The achieved T2* maps are of good quality. Quantitative T2* results in this study are among the first reported, to the best of our knowledge, in an 0.55T scanner for fetal and placenta imaging. Matched T2* decay with gestational age with previously published studies, can be seen in both ROIs [1, 11, 18, 22]. In agreement to previous work, Fig. 5 shows a clear decay in mean T2* values of the placenta with gestational age [11, 12, 18].

Following the same trend, fetal brain mean T2* also appears to decay with gestational age as previously reported by Vasylechko et al. [22]. The recorded fetal brain volume from these T2* scans is well in line with the volumes as obtained in other studies [2, 3, 13]. In addition, results obtained for total brain volume are aligned with the ones reported by Chang et al. over gestational age using Ultrasound fetal data [2].

While observing a decrease in T2* over gestational age, similar to all previous studies at 1.5T and 3T, the T2* values in this study are higher for same gestational age (211.19 ms at around 21 weeks gestational age compared to 120 ms on 1.5T and 75 at 3T) than previously reported on 1.5T or 3T, as expected [9, 17]. These observed overall higher T2* times are in line with the general increase in T2* observed with decreasing field strength [14]. Figure 5 illustrates these trends for both placenta and brain in 0.55T, 1.5T and 3T.

The demonstrated higher T2* in the intervillous space, particularly close to the centers of the lobules and overall granularity illustrated is in agreement with previously published results [12]. The intervillous space receives inflowing maternal blood from the spiral arteries which continues along the villi to exchange oxygen and nutrients with the fetal blood. The oxygen-rich blood in this area, with increasing decay due to fetal uptake towards the borders of the lobules, is in line with the observed pattern. The vasculature in the septa on the other hand, carrying deoxygenated blood back to the maternal circulation corresponds well to the lower signal intensity. Notably, here at low field, the overall longer T2* times allow us to observe smaller differences in these low-signal regions even in later gestation (see Fig. 3 for a scan at 37 weeks).

Similar findings can be demonstrated in the fetal brain, where the basal ganglia show lower T2* than white matter in line with previous studies [22]. However, the reasons behind differences observed in the fetal brain remain unclear. Some studies suggest increased T2* is related to changes in myelin and iron concentration [22]. The observed higher T2* (see Fig. 5) in turn allows single-shot acquisitions with higher resolution, contributing to motion robustness and decreased loss in SNR compared to multi-shot sequences [20].

Obtained residual maps (see Fig. 4) show lower and more homogeneous results for the fetal brain than the placenta, where some anatomical relationship can be appreciated especially around the septa.

This preliminary study has, however, some limitations. The data set used included only a total of eight subjects with only four of them containing multi-echo EPI data. Although the results are in agreement with already published results in the field, a larger dataset with a wider spread across gestational age and including different placental and fetal brain pathologies is needed to further validate these results.
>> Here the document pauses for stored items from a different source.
#![allow(dead_code)]

pub mod graphs;
pub mod virtual_network;
use sliding_limiter::{
    config::LimiterConfig, connect_store, init_tracing, metrics::MetricsService,
    rate_limit::SlidingWindowRateLimiter,
};
use std::env;
use std::process;

#[tokio::main]
async fn main() {
    // Initialize tracing
    init_tracing();

    // Get config file path and subject names from command line
    let mut args = env::args().skip(1);
    let config_path = args
        .next()
        .unwrap_or_else(|| "config/limiter.yaml".to_string());
    let names: Vec<String> = args.collect();

    // Load configuration
    let config = match LimiterConfig::from_file(&config_path).and_then(|cfg| {
        cfg.validate()?;
        Ok(cfg)
    }) {
        Ok(cfg) => cfg,
        Err(e) => {
            eprintln!("Failed to load configuration from {}: {}", config_path, e);
            eprintln!("Usage: sliding-limiter [config_file] <name>...");
            process::exit(1);
        }
    };

    let metrics = match MetricsService::install() {
        Ok(metrics) => metrics,
        Err(e) => {
            eprintln!("Metrics error: {}", e);
            process::exit(1);
        }
    };

    let store = match connect_store(&config).await {
        Ok(store) => store,
        Err(e) => {
            eprintln!("Store error: {}", e);
            process::exit(1);
        }
    };

    let limiter = match SlidingWindowRateLimiter::from_config(&config, store) {
        Ok(limiter) => limiter,
        Err(e) => {
            eprintln!("Limiter error: {}", e);
            process::exit(1);
        }
    };

    for name in &names {
        match limiter.check(name).await {
            Ok(outcome) => {
                let verdict = if outcome.allowed { "allowed" } else { "limited" };
                println!(
                    "{}\t{}\t{}/{}",
                    name, verdict, outcome.hits, outcome.max_hits
                );
            }
            Err(e) => {
                eprintln!("{}\terror\t{}", name, e);
                process::exit(1);
            }
        }
    }

    tracing::debug!("Metrics snapshot:\n{}", metrics.render());
}
//! Ordered timestamp store abstraction.

use async_trait::async_trait;
use std::sync::Arc;

use super::types::{ScoreBound, StoreOp, StoreReply};
use crate::error::StoreError;

/// A key-value store holding one score-ordered log per key.
///
/// The only required operation is [`execute_atomic`](Self::execute_atomic):
/// every op of a batch is applied to `key` with no other batch on the same key
/// interleaved, and replies come back in the order the ops were given. Batches
/// on different keys must not wait on each other.
#[async_trait]
pub trait OrderedTimestampStore: Send + Sync {
    /// Apply `ops` to the log under `key` as one indivisible unit.
    async fn execute_atomic(
        &self,
        key: &str,
        ops: Vec<StoreOp>,
    ) -> Result<Vec<StoreReply>, StoreError>;

    /// Add one member with a numeric score.
    async fn insert_scored(&self, key: &str, member: &str, score: i64) -> Result<u64, StoreError> {
        let op = StoreOp::InsertScored {
            member: member.to_string(),
            score,
        };
        match single_reply(self.execute_atomic(key, vec![op]).await?)? {
            StoreReply::Inserted(n) => Ok(n),
            other => Err(unexpected("Inserted", other)),
        }
    }

    /// Remove every member whose score lies in `[min, max]`.
    async fn remove_score_range(
        &self,
        key: &str,
        min: ScoreBound,
        max: ScoreBound,
    ) -> Result<u64, StoreError> {
        let op = StoreOp::RemoveScoreRange { min, max };
        match single_reply(self.execute_atomic(key, vec![op]).await?)? {
            StoreReply::Removed(n) => Ok(n),
            other => Err(unexpected("Removed", other)),
        }
    }

    /// Count the members stored under `key`.
    async fn cardinality(&self, key: &str) -> Result<u64, StoreError> {
        match single_reply(self.execute_atomic(key, vec![StoreOp::Cardinality]).await?)? {
            StoreReply::Cardinality(n) => Ok(n),
            other => Err(unexpected("Cardinality", other)),
        }
    }
}

#[async_trait]
impl<T: OrderedTimestampStore + ?Sized> OrderedTimestampStore for Arc<T> {
    async fn execute_atomic(
        &self,
        key: &str,
        ops: Vec<StoreOp>,
    ) -> Result<Vec<StoreReply>, StoreError> {
        (**self).execute_atomic(key, ops).await
    }
}

fn single_reply(replies: Vec<StoreReply>) -> Result<StoreReply, StoreError> {
    let count = replies.len();
    match replies.into_iter().next() {
        Some(reply) if count == 1 => Ok(reply),
        _ => Err(StoreError::UnexpectedReply(format!(
            "expected 1 reply, got {}",
            count
        ))),
    }
}

pub(crate) fn unexpected(expected: &str, got: StoreReply) -> StoreError {
    StoreError::UnexpectedReply(format!("expected {}, got {:?}", expected, got))
}
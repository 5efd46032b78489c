use super::store::OrderedTimestampStore;
use super::types::{StoreOp, StoreReply};
use crate::error::StoreError;
use async_trait::async_trait;
use redis::{aio::ConnectionManager, Value};
use tracing::{info, trace};

/// Redis-backed ordered timestamp store.
///
/// Each log is a sorted set. A batch is sent as one `MULTI`/`EXEC`
/// transaction, so Redis applies it without interleaving other clients.
#[derive(Clone)]
pub struct RedisStore {
    /// Redis connection manager
    connection: ConnectionManager,
}

impl RedisStore {
    /// Connect to Redis at `redis_url`
    pub async fn new(redis_url: &str) -> Result<Self, StoreError> {
        let client = redis::Client::open(redis_url)?;
        let connection = ConnectionManager::new(client).await?;
        info!("Connected to Redis store");

        Ok(Self { connection })
    }

    /// Wrap an existing connection manager
    pub fn from_connection(connection: ConnectionManager) -> Self {
        Self { connection }
    }

    /// Test Redis connection
    pub async fn ping(&self) -> Result<(), StoreError> {
        let mut connection = self.connection.clone();
        redis::cmd("PING")
            .query_async::<_, ()>(&mut connection)
            .await?;
        Ok(())
    }
}

#[async_trait]
impl OrderedTimestampStore for RedisStore {
    async fn execute_atomic(
        &self,
        key: &str,
        ops: Vec<StoreOp>,
    ) -> Result<Vec<StoreReply>, StoreError> {
        let mut pipe = redis::pipe();
        pipe.atomic();

        for op in &ops {
            match op {
                StoreOp::InsertScored { member, score } => {
                    pipe.zadd(key, member, *score);
                }
                StoreOp::RemoveScoreRange { min, max } => {
                    pipe.zrembyscore(key, min.to_string(), max.to_string());
                }
                StoreOp::Cardinality => {
                    pipe.zcard(key);
                }
                StoreOp::ExpireAfter { ttl_ms } => {
                    pipe.pexpire(key, i64::try_from(*ttl_ms).unwrap_or(i64::MAX));
                }
            }
        }

        trace!("Submitting {} ops for key {} as one transaction", ops.len(), key);

        let mut connection = self.connection.clone();
        let values: Vec<Value> = pipe.query_async(&mut connection).await?;

        if values.len() != ops.len() {
            return Err(StoreError::UnexpectedReply(format!(
                "sent {} ops, got {} replies",
                ops.len(),
                values.len()
            )));
        }

        ops.iter()
            .zip(values.iter())
            .map(|(op, value)| decode_reply(op, value))
            .collect()
    }
}

fn decode_reply(op: &StoreOp, value: &Value) -> Result<StoreReply, StoreError> {
    let n: i64 = redis::from_redis_value(value)?;
    let n = u64::try_from(n)
        .map_err(|_| StoreError::UnexpectedReply(format!("negative reply {} to {:?}", n, op)))?;

    Ok(match op {
        StoreOp::InsertScored { .. } => StoreReply::Inserted(n),
        StoreOp::RemoveScoreRange { .. } => StoreReply::Removed(n),
        StoreOp::Cardinality => StoreReply::Cardinality(n),
        StoreOp::ExpireAfter { .. } => StoreReply::ExpirySet(n == 1),
    })
}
Another major limitation is fetal brain T2* were reported for the whole volume instead of differentiating between regions which might contribute to a better understanding of the clinical value of the parameter. Finally, although motion was assessed visually, no motion correction was applied in the multi-echo data, causing potential inconsistencies.
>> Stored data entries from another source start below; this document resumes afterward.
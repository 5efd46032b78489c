/// Default namespace for every key the limiter writes
pub const DEFAULT_KEY_PREFIX: &str = "sliding-limiter:";

/// Maps a subject and a limiter policy onto the key of its log.
///
/// Implementations must be deterministic, stable across restarts, and
/// injective over `(name, window_size_ms, max_hits)`.
pub trait SubjectKeys: Send + Sync {
    fn subject_key(&self, name: &str, window_size_ms: f64, max_hits: u64) -> String;
}

impl<F> SubjectKeys for F
where
    F: Fn(&str, f64, u64) -> String + Send + Sync,
{
    fn subject_key(&self, name: &str, window_size_ms: f64, max_hits: u64) -> String {
        self(name, window_size_ms, max_hits)
    }
}

/// Prefixed key layout: `<prefix>limiter:<name>:<window_size_ms>:<max_hits>`
///
/// The two trailing fields are numeric, so a name containing `:` cannot be
/// confused with another policy's key.
#[derive(Debug, Clone, PartialEq, Eq)]
pub struct KeySchema {
    prefix: String,
}

impl KeySchema {
    pub fn new(prefix: impl Into<String>) -> Self {
        Self {
            prefix: prefix.into(),
        }
    }

    pub fn prefix(&self) -> &str {
        &self.prefix
    }

    /// Key of the sliding-window log for `name` under the given policy
    pub fn sliding_window_rate_limiter_key(
        &self,
        name: &str,
        window_size_ms: f64,
        max_hits: u64,
    ) -> String {
        // `{}` on f64 is the shortest round-trip form: 1000.0 -> "1000", 0.5 -> "0.5"
        format!(
            "{}limiter:{}:{}:{}",
            self.prefix, name, window_size_ms, max_hits
        )
    }
}

impl Default for KeySchema {
    fn default() -> Self {
        Self::new(DEFAULT_KEY_PREFIX)
    }
}

impl SubjectKeys for KeySchema {
    fn subject_key(&self, name: &str, window_size_ms: f64, max_hits: u64) -> String {
        self.sliding_window_rate_limiter_key(name, window_size_ms, max_hits)
    }
}
use super::clock::{Clock, SystemClock};
use super::store::OrderedTimestampStore;
use super::types::{ScoreBound, StoreOp, StoreReply};
use crate::error::StoreError;
use async_trait::async_trait;
use dashmap::DashMap;
use std::collections::{BTreeSet, HashMap};
use std::sync::{Arc, Weak};
use std::time::Duration;
use tokio::sync::Mutex;
use tokio::task::JoinHandle;
use tracing::{debug, trace};

/// Score-ordered log for one key
#[derive(Debug, Default)]
struct SubjectLog {
    by_score: BTreeSet<(i64, String)>,
    scores: HashMap<String, i64>,
    expires_at_ms: Option<i64>,
}

impl SubjectLog {
    fn insert(&mut self, member: String, score: i64) -> u64 {
        match self.scores.insert(member.clone(), score) {
            Some(previous) => {
                self.by_score.remove(&(previous, member.clone()));
                self.by_score.insert((score, member));
                0
            }
            None => {
                self.by_score.insert((score, member));
                1
            }
        }
    }

    fn remove_range(&mut self, min: ScoreBound, max: ScoreBound) -> u64 {
        let doomed: Vec<(i64, String)> = self
            .by_score
            .iter()
            .skip_while(|(score, _)| !min.admits_from_below(*score))
            .take_while(|(score, _)| max.admits_from_above(*score))
            .cloned()
            .collect();

        for entry in &doomed {
            self.by_score.remove(entry);
            self.scores.remove(&entry.1);
        }

        doomed.len() as u64
    }

    fn len(&self) -> u64 {
        self.by_score.len() as u64
    }

    fn is_expired(&self, now_ms: i64) -> bool {
        self.expires_at_ms.is_some_and(|at| now_ms >= at)
    }

    fn clear(&mut self) {
        self.by_score.clear();
        self.scores.clear();
        self.expires_at_ms = None;
    }
}

/// In-process ordered timestamp store.
///
/// Each key owns its own lock, so a batch holds only its subject's log and
/// batches on other keys proceed in parallel. Expiry is measured on the
/// store's clock; share a [`ManualClock`](super::clock::ManualClock) with the
/// limiter to drive both together.
///
/// Expired logs read as empty but keep their map entry until
/// [`purge_expired`](Self::purge_expired) runs. Long-running processes should
/// start [`spawn_purge_task`](Self::spawn_purge_task).
pub struct InMemoryStore<C = SystemClock> {
    logs: Arc<DashMap<String, Arc<Mutex<SubjectLog>>>>,
    clock: C,
}

impl InMemoryStore<SystemClock> {
    /// Create a new in-memory store on the system clock
    pub fn new() -> Self {
        Self::with_clock(SystemClock)
    }
}

impl Default for InMemoryStore<SystemClock> {
    fn default() -> Self {
        Self::new()
    }
}

impl<C: Clock> InMemoryStore<C> {
    pub fn with_clock(clock: C) -> Self {
        Self {
            logs: Arc::new(DashMap::new()),
            clock,
        }
    }

    /// Get the number of keys currently held (for testing/monitoring)
    pub fn active_keys(&self) -> usize {
        self.logs.len()
    }

    /// Drop every log that is expired or empty; returns how many were dropped
    pub async fn purge_expired(&self) -> usize {
        let now_ms = self.clock.now_ms();
        let candidates: Vec<(String, Arc<Mutex<SubjectLog>>)> = self
            .logs
            .iter()
            .map(|entry| (entry.key().clone(), entry.value().clone()))
            .collect();

        let mut purged = 0;
        for (key, handle) in candidates {
            let log = handle.lock().await;
            if log.is_expired(now_ms) || log.len() == 0 {
                // Unlink while holding the log's lock; a batch queued on it
                // notices and retries against a fresh log.
                let removed = self
                    .logs
                    .remove_if(&key, |_, current| Arc::ptr_eq(current, &handle));
                if removed.is_some() {
                    purged += 1;
                }
            }
        }

        if purged > 0 {
            debug!("Purged {} idle subject logs", purged);
        }
        purged
    }

    /// Run [`purge_expired`](Self::purge_expired) every `every` on the tokio
    /// runtime. The task holds only a weak handle and ends once the store is
    /// dropped.
    pub fn spawn_purge_task(self: &Arc<Self>, every: Duration) -> JoinHandle<()>
    where
        C: 'static,
    {
        let store: Weak<Self> = Arc::downgrade(self);
        debug!("Starting subject log sweeper every {:?}", every);

        tokio::spawn(async move {
            let mut interval = tokio::time::interval(every);
            loop {
                interval.tick().await;
                match store.upgrade() {
                    Some(store) => {
                        store.purge_expired().await;
                    }
                    None => break,
                }
            }
        })
    }

    fn log_for(&self, key: &str) -> Arc<Mutex<SubjectLog>> {
        self.logs
            .entry(key.to_string())
            .or_insert_with(|| {
                trace!("Creating subject log for key: {}", key);
                Arc::new(Mutex::new(SubjectLog::default()))
            })
            .clone()
    }
}

#[async_trait]
impl<C: Clock> OrderedTimestampStore for InMemoryStore<C> {
    async fn execute_atomic(
        &self,
        key: &str,
        ops: Vec<StoreOp>,
    ) -> Result<Vec<StoreReply>, StoreError> {
        loop {
            let handle = self.log_for(key);
            let mut log = handle.lock().await;

            // A purge may have unlinked this log while we waited for it.
            let still_linked = self
                .logs
                .get(key)
                .is_some_and(|current| Arc::ptr_eq(current.value(), &handle));
            if !still_linked {
                continue;
            }

            let now_ms = self.clock.now_ms();
            if log.is_expired(now_ms) {
                log.clear();
            }

            let mut replies = Vec::with_capacity(ops.len());
            for op in ops {
                let reply = match op {
                    StoreOp::InsertScored { member, score } => {
                        StoreReply::Inserted(log.insert(member, score))
                    }
                    StoreOp::RemoveScoreRange { min, max } => {
                        StoreReply::Removed(log.remove_range(min, max))
                    }
                    StoreOp::Cardinality => StoreReply::Cardinality(log.len()),
                    StoreOp::ExpireAfter { ttl_ms } => {
                        let ttl_ms = i64::try_from(ttl_ms).unwrap_or(i64::MAX);
                        log.expires_at_ms = Some(now_ms.saturating_add(ttl_ms));
                        StoreReply::ExpirySet(true)
                    }
                };
                replies.push(reply);
            }

            return Ok(replies);
        }
    }
}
Future work will focus on including further modalities such as diffusion MRI, T1 relaxometry and perfusion MRI to study the developing placenta and fetus in even more detail. Moreover, taking advantage of low-field scanner properties, we will aim to include women with higher BMI to study the suitability of the proposed protocol to achieve good image quality in this challenging cohort. Finally, future studies will include a larger dataset, and explore the effect of motion correction on the present results.